Axogen, Inc. (NASDAQ:AXGN) shareholders that were waiting for something to happen have been dealt a blow with a 32% share price drop in the last month. Looking at the bigger picture, even after this poor month the stock is up 98% in the last year.
In spite of the heavy fall in price, you could still be forgiven for feeling indifferent about Axogen's P/S ratio of 2.7x, since the median price-to-sales (or "P/S") ratio for the Medical Equipment industry in the United States is also close to 2.8x. However, investors might be overlooking a clear opportunity or potential setback if there is no rational basis for the P/S.
Check out our latest analysis for Axogen
What Does Axogen's Recent Performance Look Like?
With revenue growth that's superior to most other companies of late, Axogen has been doing relatively well. It might be that many expect the strong revenue performance to wane, which has kept the P/S ratio from rising. If you like the company, you'd be hoping this isn't the case so that you could potentially pick up some stock while it's not quite in favour.
Keen to find out how analysts think Axogen's future stacks up against the industry? In that case, our free report is a great place to start.Is There Some Revenue Growth Forecasted For Axogen?
In order to justify its P/S ratio, Axogen would need to produce growth that's similar to the industry.
Retrospectively, the last year delivered an exceptional 19% gain to the company's top line. Pleasingly, revenue has also lifted 53% in aggregate from three years ago, thanks to the last 12 months of growth.
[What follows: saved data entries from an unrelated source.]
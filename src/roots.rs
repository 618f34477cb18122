//! Root directory resolution.

use std::path::{Path, PathBuf};

/// Join each root name onto `cwd`, keeping the configured order.
///
/// Roots are not checked for existence; discovery treats a missing root as empty.
pub fn resolve_roots<S: AsRef<str>>(cwd: &Path, names: &[S]) -> Vec<PathBuf> {
    names.iter().map(|name| cwd.join(name.as_ref())).collect()
}

/// Resolve roots against the process working directory.
pub fn resolve_from_current_dir<S: AsRef<str>>(names: &[S]) -> std::io::Result<Vec<PathBuf>> {
    let cwd = std::env::current_dir()?;
    Ok(resolve_roots(&cwd, names))
}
Accordingly, shareholders would have definitely welcomed those medium-term rates of revenue growth.
Looking ahead now, revenue is anticipated to climb by 17% per year during the coming three years according to the seven analysts following the company. Meanwhile, the rest of the industry is forecast to only expand by 9.7% per year, which is noticeably less attractive.
With this information, we find it interesting that Axogen is trading at a fairly similar P/S compared to the industry. It may be that most investors aren't convinced the company can achieve future growth expectations.
The Key Takeaway
Following Axogen's share price tumble, its P/S is just clinging on to the industry median P/S. It's argued the price-to-sales ratio is an inferior measure of value within certain industries, but it can be a powerful business sentiment indicator.
We've established that Axogen currently trades on a lower than expected P/S since its forecasted revenue growth is higher than the wider industry. Perhaps uncertainty in the revenue forecasts are what's keeping the P/S ratio consistent with the rest of the industry. However, if you agree with the analysts' forecasts, you may be able to pick up the stock at an attractive price.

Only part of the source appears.